Baby acne usually affects the cheeks but can also spread to the forehead and chin. You will notice your babies skin is bumpy, blotchy and could be a light pink colour. Unlike acne on teenagers or young adults, it is not flaky or scaly.
It is still somewhat not exactly known as to why babies experience acne, however there are a few reasons which seem to be common causes. For example, if your baby has acne as a newborn it is quite likely due to a reaction to medications you were taking whilst pregnant or hormones that were passed on during your pregnancy. If your child has developed acne after birth it is quite likely to be a reaction to medication he/she is taking or a reaction to skin care products. Alternatively, it could be a number of other things, not yet known.

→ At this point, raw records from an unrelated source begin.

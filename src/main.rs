//! Tingyuun Worker - An offline-first caching proxy for a static site

use std::net::SocketAddr;
use std::sync::Arc;

use tokio::signal;
use tracing::{error, info, warn};
use tracing_subscriber::{layer::SubscriberExt, util::SubscriberInitExt};

use tingyuun_worker::cache::MemoryCacheStorage;
use tingyuun_worker::fetch::HttpNetwork;
use tingyuun_worker::{create_router, AppState, Config, RegisterOutcome, Registration};

/// Main entry point for the caching proxy.
///
/// # Startup Sequence
/// 1. Initialize tracing subscriber for logging
/// 2. Load configuration from environment variables
/// 3. Register the configured worker version (install + activate)
/// 4. Create Axum router with the proxy and control endpoints
/// 5. Start HTTP server on configured port
/// 6. Handle graceful shutdown on SIGINT/SIGTERM
#[tokio::main]
async fn main() -> anyhow::Result<()> {
    // Defaults to "info" level, can be overridden with RUST_LOG env var
    tracing_subscriber::registry()
        .with(
            tracing_subscriber::EnvFilter::try_from_default_env()
                .unwrap_or_else(|_| "tingyuun_worker=info,tower_http=info".into()),
        )
        .with(tracing_subscriber::fmt::layer())
        .init();

    info!("Starting Tingyuun caching worker");

    let config = Config::from_env();
    info!(
        "Configuration loaded: origin={}, upstream={}, version={}, port={}",
        config.site_origin, config.upstream_url, config.cache_version, config.server_port
    );

    let settings = config.worker_settings()?;
    let network = HttpNetwork::new(config.site_origin.clone(), config.upstream_url.clone())?;
    let registration = Arc::new(Registration::new(
        Arc::new(MemoryCacheStorage::new()),
        Arc::new(network),
    ));

    // A failed install is not fatal: requests pass through to the network
    // and POST /__sw/update retries.
    match registration.register(settings.clone()).await {
        Ok(RegisterOutcome::Activated { install, .. }) => {
            info!("{} active with {} pre-cached assets", install.generation, install.stored)
        }
        Ok(outcome) => info!("Registration finished: {:?}", outcome),
        Err(e) => error!("Initial install failed, serving uncached: {}", e),
    }

    let app = create_router(AppState::new(registration, settings));

    let addr = SocketAddr::from(([0, 0, 0, 0], config.server_port));
    let listener = tokio::net::TcpListener::bind(addr).await?;
    info!("Server listening on http://{}", addr);

    axum::serve(listener, app)
        .with_graceful_shutdown(shutdown_signal())
        .await?;

    info!("Server shutdown complete");
    Ok(())
}

/// Waits for shutdown signal (Ctrl+C or SIGTERM).
async fn shutdown_signal() {
    let ctrl_c = async {
        if let Err(e) = signal::ctrl_c().await {
            warn!("Failed to listen for Ctrl+C: {}", e);
            std::future::pending::<()>().await;
        }
    };

    #[cfg(unix)]
    let terminate = async {
        match signal::unix::signal(signal::unix::SignalKind::terminate()) {
            Ok(mut sigterm) => {
                sigterm.recv().await;
            }
            Err(e) => {
                warn!("Failed to install SIGTERM handler: {}", e);
                std::future::pending::<()>().await;
            }
        }
    };

    #[cfg(not(unix))]
    let terminate = std::future::pending::<()>();

    tokio::select! {
        _ = ctrl_c => {
            info!("Received Ctrl+C, initiating shutdown...");
        }
        _ = terminate => {
            info!("Received SIGTERM, initiating shutdown...");
        }
    }
}
//! Request DTOs for the control API
//!
//! Defines the structure of incoming control messages.

use serde::{Deserialize, Serialize};

/// Sentinel `type` that asks a waiting worker to activate now.
pub const SKIP_WAITING: &str = "SKIP_WAITING";

/// Message posted to the worker (POST /__sw/message)
///
/// Messages without a `type`, or with an unknown one, are accepted and
/// ignored.
#[derive(Debug, Clone, Default, PartialEq, Eq, Serialize, Deserialize)]
pub struct ControlMessage {
    #[serde(rename = "type", default)]
    pub kind: Option<String>,
}

impl ControlMessage {
    pub fn new(kind: impl Into<String>) -> Self {
        Self {
            kind: Some(kind.into()),
        }
    }

    pub fn skip_waiting() -> Self {
        Self::new(SKIP_WAITING)
    }

    pub fn is_skip_waiting(&self) -> bool {
        self.kind.as_deref() == Some(SKIP_WAITING)
    }
}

Typically, baby acne should clear up naturally after a few weeks, however, if it is persistent – say over two months – it is advised to see a skin care specialists, such as ourselves, or your local doctor.
Before seeing a skin care specialist or a doctor, there are a few things you can try yourself, and there are also a few things which you must not do. Washing your child’s face with warm water once or twice a day – very gently of course – should help immensely, however do not use face products or scrub the skin, if you are too forceful it will just make it worse. Alongside this it is important that you do not put any lotions or oils on the affected areas as again, this will only make it worse, neither should you use any over the counter acne treatments, if they have not been prescribed by a professional. Other things you can do is to keep your child from touching or scratching their face, apply baby powder to the affected spots with a cotton ball or consider changing your diet if you are breastfeeding.
At the end of the day, baby acne shouldn’t cause any discomfort to your child and it should clear up within a few weeks. However, if you do notice that it is getting worse or if it is very persistent and looks to be developing into something else, organise an appointment with a specialist right away.